►

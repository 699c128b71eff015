use crate::schema::SeniorityLevel;

/// Seniority dimension. Distance on the ladder
/// Trainee < Junior < Middle < Senior < Lead < C-Level:
///
/// | candidate vs required | score |
/// |---|---|
/// | equal | 100 |
/// | one above | 90 |
/// | one below | 70 |
/// | two+ above | 70 |
/// | two+ below | 30 |
///
/// Either side missing → 100; unrecognized text on either side → 50.
pub fn score_level(candidate: Option<&str>, required: Option<&str>) -> f64 {
    let (Some(candidate), Some(required)) = (
        candidate.filter(|s| !s.trim().is_empty()),
        required.filter(|s| !s.trim().is_empty()),
    ) else {
        return 100.0;
    };

    let (Some(candidate), Some(required)) =
        (SeniorityLevel::parse(candidate), SeniorityLevel::parse(required))
    else {
        return 50.0;
    };

    match candidate.rank() - required.rank() {
        0 => 100.0,
        1 => 90.0,
        -1 => 70.0,
        d if d >= 2 => 70.0,
        _ => 30.0,
    }
}

#[cfg(test)]
mod tests {
    use super::*;

    #[test]
    fn equal_levels() {
        assert_eq!(score_level(Some("Middle"), Some("middle")), 100.0);
    }

    #[test]
    fn one_step_either_way() {
        assert_eq!(score_level(Some("Junior"), Some("Middle")), 70.0);
        assert_eq!(score_level(Some("Senior"), Some("Middle")), 90.0);
    }

    #[test]
    fn two_or_more_steps() {
        assert_eq!(score_level(Some("Trainee"), Some("Senior")), 30.0);
        assert_eq!(score_level(Some("C-Level"), Some("Junior")), 70.0);
    }

    #[test]
    fn missing_side_is_unconstrained() {
        assert_eq!(score_level(None, Some("Senior")), 100.0);
        assert_eq!(score_level(Some("Senior"), None), 100.0);
        assert_eq!(score_level(Some("  "), Some("Senior")), 100.0);
    }

    #[test]
    fn unrecognized_text_is_neutral() {
        assert_eq!(score_level(Some("Rockstar"), Some("Senior")), 50.0);
        assert_eq!(score_level(Some("Senior"), Some("ninja")), 50.0);
    }

    #[test]
    fn aliases_map_onto_the_ladder() {
        assert_eq!(score_level(Some("Intern"), Some("Trainee")), 100.0);
        assert_eq!(score_level(Some("Director"), Some("Team Lead")), 90.0);
    }
}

◄

## Work instructions
Line by line, transcribe the material above without leaving anything out.

## Your response
repository 699c128b71eff015
use crate::schema::SeniorityLevel;

/// Seniority dimension. Distance on the ladder
/// Trainee < Junior < Middle < Senior < Lead < C-Level:
///
/// | candidate vs required | score |
/// |---|---|
/// | equal | 100 |
/// | one above | 90 |
/// | one below | 70 |
/// | two+ above | 70 |
/// | two+ below | 30 |
///
/// Either side missing → 100; unrecognized text on either side → 50.
pub fn score_level(candidate: Option<&str>, required: Option<&str>) -> f64 {
    let (Some(candidate), Some(required)) = (
        candidate.filter(|s| !s.trim().is_empty()),
        required.filter(|s| !s.trim().is_empty()),
    ) else {
        return 100.0;
    };

    let (Some(candidate), Some(required)) =
        (SeniorityLevel::parse(candidate), SeniorityLevel::parse(required))
    else {
        return 50.0;
    };

    match candidate.rank() - required.rank() {
        0 => 100.0,
        1 => 90.0,
        -1 => 70.0,
        d if d >= 2 => 70.0,
        _ => 30.0,
    }
}

#[cfg(test)]
mod tests {
    use super::*;

    #[test]
    fn equal_levels() {
        assert_eq!(score_level(Some("Middle"), Some("middle")), 100.0);
    }

    #[test]
    fn one_step_either_way() {
        assert_eq!(score_level(Some("Junior"), Some("Middle")), 70.0);
        assert_eq!(score_level(Some("Senior"), Some("Middle")), 90.0);
    }

    #[test]
    fn two_or_more_steps() {
        assert_eq!(score_level(Some("Trainee"), Some("Senior")), 30.0);
        assert_eq!(score_level(Some("C-Level"), Some("Junior")), 70.0);
    }

    #[test]
    fn missing_side_is_unconstrained() {
        assert_eq!(score_level(None, Some("Senior")), 100.0);
        assert_eq!(score_level(Some("Senior"), None), 100.0);
        assert_eq!(score_level(Some("  "), Some("Senior")), 100.0);
    }

    #[test]
    fn unrecognized_text_is_neutral() {
        assert_eq!(score_level(Some("Rockstar"), Some("Senior")), 50.0);
        assert_eq!(score_level(Some("Senior"), Some("ninja")), 50.0);
    }

    #[test]
    fn aliases_map_onto_the_ladder() {
        assert_eq!(score_level(Some("Intern"), Some("Trainee")), 100.0);
        assert_eq!(score_level(Some("Director"), Some("Team Lead")), 90.0);
    }
}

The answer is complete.